I hope your career will sometimes afford you more opportunities for comic roles. I have a suspicion you would do them very well, and I love the glimpses we sometimes get in some of your films of the woman with the brilliant smile and laughing eyes. If a time machine existed, I would love to see you go back in time and work with Alfred Hitchcock. You would have been the ultimately Hitchcock heroine; I can easily imagine you in the Grace Kelly role in Rear Window, or the Kim Novak role in Vertigo. You would have been perfect, had you been born earlier!

It must also be strange for you to see your identity abstracted as often happens when theorists write of you in the context of “the male gaze, “ “the cinematic gaze,” and so on. I’m a college professor, so I notice these references to you and your image. It’s as if you’re a living anima projection for many, and it gives you a kind of mythical quality. I wonder what you think of Anne Carson’s “Irony is not Enough: Essay on my Life as Catherine Deneuve.” I understand it’s the basis of a work of choreography now, as well.

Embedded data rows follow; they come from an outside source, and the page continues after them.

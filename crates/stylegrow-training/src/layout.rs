use crate::error::{TrainingError, TrainingResult};
use std::path::{Path, PathBuf};

/// Filesystem layout of one training run.
///
/// Runs live under `{results_dir}/{run_id:05}-{run_desc}` with ids allocated
/// one past the highest existing id.
#[derive(Debug, Clone, PartialEq, Eq)]
pub struct RunLayout {
    run_id: u32,
    run_dir: PathBuf,
}

/// Parse the numeric prefix of a run directory name (`"00012-ffhq"` -> 12).
#[must_use]
pub fn parse_run_id(dir_name: &str) -> Option<u32> {
    let digits: String = dir_name.chars().take_while(char::is_ascii_digit).collect();
    if digits.is_empty() {
        return None;
    }
    match dir_name[digits.len()..].chars().next() {
        None | Some('-') => digits.parse().ok(),
        Some(_) => None,
    }
}

impl RunLayout {
    /// Allocate and create the next run directory under `results_dir`.
    pub fn create(results_dir: &Path, run_desc: &str) -> TrainingResult<Self> {
        if run_desc.contains(['/', '\\']) {
            return Err(TrainingError::InvalidConfig(format!("run_desc must not contain path separators: {run_desc:?}")));
        }
        std::fs::create_dir_all(results_dir)?;
        let mut next_id = 0;
        for entry in std::fs::read_dir(results_dir)? {
            let entry = entry?;
            if !entry.file_type()?.is_dir() {
                continue;
            }
            if let Some(id) = parse_run_id(&entry.file_name().to_string_lossy()) {
                next_id = next_id.max(id + 1);
            }
        }
        let run_dir = results_dir.join(format!("{next_id:05}-{run_desc}"));
        std::fs::create_dir(&run_dir)?;
        Ok(Self { run_id: next_id, run_dir })
    }

    /// Layout of an existing run directory.
    pub fn open(run_dir: &Path) -> TrainingResult<Self> {
        let run_id = run_dir
            .file_name()
            .and_then(|n| parse_run_id(&n.to_string_lossy()))
            .ok_or_else(|| TrainingError::Artifact(format!("not a run directory: {}", run_dir.display())))?;
        Ok(Self { run_id, run_dir: run_dir.to_path_buf() })
    }

    #[must_use]
    pub fn run_id(&self) -> u32 {
        self.run_id
    }

    #[must_use]
    pub fn run_dir(&self) -> &Path {
        &self.run_dir
    }

    #[must_use]
    pub fn config_path(&self) -> PathBuf {
        self.run_dir.join("config.toml")
    }

    #[must_use]
    pub fn reals_path(&self) -> PathBuf {
        self.run_dir.join("reals.png")
    }

    #[must_use]
    pub fn fakes_init_path(&self) -> PathBuf {
        self.run_dir.join("fakes_init.png")
    }

    #[must_use]
    pub fn fakes_path(&self, cur_nimg: u64) -> PathBuf {
        self.run_dir.join(format!("fakes{:06}.png", cur_nimg / 1000))
    }

    #[must_use]
    pub fn network_snapshot_path(&self, cur_nimg: u64) -> PathBuf {
        self.run_dir.join(format!("network-snapshot-{:06}.pkl", cur_nimg / 1000))
    }

    #[must_use]
    pub fn network_final_path(&self) -> PathBuf {
        self.run_dir.join("network-final.pkl")
    }

    #[must_use]
    pub fn summaries_path(&self) -> PathBuf {
        self.run_dir.join("summaries.jsonl")
    }

    #[must_use]
    pub fn manifest_path(&self) -> PathBuf {
        self.run_dir.join("training_manifest.json")
    }
}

Late this spring I took my daughter, who had just graduated from university with a degree in art, for her first trip to Paris. One of the things we did during our week there was to go on a very early morning tour of all the passages in Paris -- from the galleries at Palais Royale to Véro-Dodat, and all the others that still remain. There’s a movie memorabilia shop in one of the passages ; I forget which one. There I purchased a photo card of Françoise D’Orléac behind a movie camera -- she was so, so good (and so beautiful!) in La peau douce. When we got home, I found some photographs of you on the Internet in one of those passages, and that was a discovery that pleased me very much.

This letter has gone on too long, so I will close now by saying that you are even part of the French language for me. When I first studied French at the age of thirteen or fourteen and was learning to conjugate my verbs, I could never remember devenir. I solved that problem with this little word association which I’d recite to myself: “Devenir: to become Catherine Deneuve.”

You will always be my favorite movie actress, and a permanent resident of the Paris of my imagination, where I like to go, sometimes, to escape the “real” world. I hope you will make many more films, and that they’ll be projects ideally suited to your personality, intellect, wit, interests and the mythology which has sprung up around your image. As you know, you have a legion of adoring, devoted fans who wait for each of your new projects -- like Nip and Tuck this year! I was lucky to see your interview a few years ago with Charlie Rose; I wish someday you’d appear on James Lipton’s The Actor’s Studio. Thank you for the insights and enjoyment you’ve given captivated audiences all these decades and for your intelligent, thoughtful, subtle and nuanced performances in an astounding variety of roles. You are a wonderful and under-rated actress -- under-rated, perhaps, because of your great and timeless beauty.

In your personal life, I wish you much love and happiness with your children, grandchildren and friends and with your garden. You have my deepest admiration as a woman and as an actress. And you’ll always be MY Marianne, because when I think of France, I’ll forever see you in my mind’s eye.